Much to our surprise, Kennedy was just as dismissive of the Rogers controversy.
“It happens all the time,” Kennedy said. “It’s part of the game.”
Could you imagine what Kennedy might say if he were in Uganda with Idi Amin when people just started disappearing.
“What? It’s no big deal. It happens all the time. That’s just Idi being Idi.”
Yes, I see how silly it sounds comparing a brutal, homicidal dictator to a baseball pitcher with dirty hands and an apologist announcer. Better yet, it reminds me of one of my favorite Tug McGraw quotes.
After escaping from a tough, late-inning jam against the Big Red Machine's Joe Morgan, George Foster, Tony Perez and Johnny Bench with his typical aplomb, Tug was asked by a reporter how he was able to stay so cool. “Well,” he said. “Ten million years from now, when the sun burns out and the Earth is just a frozen snowball hurtling through space, nobody's going to care whether or not I got this guy out.”
My favorite Tug quote is when he was asked what he would do with the money he got for making it to the World Series with the Mets in 1973.
“Ninety percent I'll spend on good times, women and Irish whiskey. The other 10 percent I'll probably waste.”
* I had Nate Robertson on my rotisserie team this season, Game 3 was the first time I saw him pitch. He’s a lefty… imagine that. He wears glasses, too. He’s also No. 29 like 1968 World Series hero Mickey Lolich and has been driving the same car for a really long time.
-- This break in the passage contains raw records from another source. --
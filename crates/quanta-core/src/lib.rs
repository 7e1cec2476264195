//! # quanta-core
//!
//! Shared primitives for the Quanta detector registry and energy marketplace.
//!
//! This crate provides:
//! - [`Identity`]: an already-authenticated caller principal
//! - [`Amount`]: a non-negative quantity of energy or currency units
//! - [`BalanceLedger`]: identity to balance mapping with checked movements
//! - [`Clock`]: the time source components read `now` from
//!
//! ## Example
//!
//! ```rust
//! use quanta_core::{Amount, BalanceLedger, Identity};
//!
//! # fn example() -> quanta_core::Result<()> {
//! let alice = Identity::new("alice")?;
//! let bob = Identity::new("bob")?;
//!
//! let mut ledger = BalanceLedger::new();
//! ledger.credit(&alice, Amount::new(100))?;
//! ledger.transfer(&alice, &bob, Amount::new(40))?;
//!
//! assert_eq!(ledger.balance_of(&alice), Amount::new(60));
//! assert_eq!(ledger.balance_of(&bob), Amount::new(40));
//! # Ok(())
//! # }
//! # example().unwrap();
//! ```

#![forbid(unsafe_code)]
#![warn(missing_docs)]

pub mod amount;
pub mod clock;
pub mod error;
pub mod identity;
pub mod ledger;

pub use amount::Amount;
pub use clock::{Clock, ManualClock, SystemClock};
pub use error::{LedgerError, Result};
pub use identity::Identity;
pub use ledger::BalanceLedger;
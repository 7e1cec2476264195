//! Error types for ledger primitives.

use thiserror::Error;

use crate::amount::Amount;
use crate::identity::Identity;

/// Result type alias for ledger operations.
pub type Result<T> = std::result::Result<T, LedgerError>;

/// Errors that can occur while moving balances.
#[derive(Debug, Clone, PartialEq, Eq, Error)]
pub enum LedgerError {
    /// The debited identity does not hold enough units.
    #[error("insufficient balance for {identity}: required {required}, available {available}")]
    InsufficientBalance {
        /// Identity being debited.
        identity: Identity,
        /// Amount required for the operation.
        required: Amount,
        /// Amount currently held.
        available: Amount,
    },

    /// A credit would push a balance past the representable maximum.
    #[error("balance overflow for {identity}")]
    Overflow {
        /// Identity being credited.
        identity: Identity,
    },

    /// Identity string was rejected.
    #[error("invalid identity: {message}")]
    InvalidIdentity {
        /// Description of the problem.
        message: String,
    },
}

impl LedgerError {
    /// Create an insufficient balance error.
    #[must_use]
    pub fn insufficient_balance(identity: &Identity, required: Amount, available: Amount) -> Self {
        Self::InsufficientBalance {
            identity: identity.clone(),
            required,
            available,
        }
    }

    /// Create an invalid identity error.
    #[must_use]
    pub fn invalid_identity(message: impl Into<String>) -> Self {
        Self::InvalidIdentity {
            message: message.into(),
        }
    }
}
At various points of the season, I also had Jason Isringhausen, Anthony Reyes, Jason Marquis, Preston Wilson and David Eckstein of the Cardinals, as well as Pudge Rodriguez, Craig Monroe, Brandon Inge and Sean Casey of the Tigers.
I finished in ninth place of a 12-team league.
* Richard Ford’s new novel The Lay of the Land is out. This is the third of the Frank Bascombe series, which includes The Sportswriter and the Pulitzer Prize-winning Independence Day. The reviews look good, which isn’t too surprising since Ford is a bit of a media darling. Nevertheless, I’m anxious to dive in.
* I had the chance to tune into the radio broadcast of the start of the game while running an errand. ESPN radio’s Jon Miller and Joe Morgan handle the call on radio, which is filled with much more insight than the TV version.
Yeah, I know a lot of people are not fans of Morgan’s work for ESPN, but there were a few nuggets from Morgan and Miller that the more superficial TV broadcast would miss.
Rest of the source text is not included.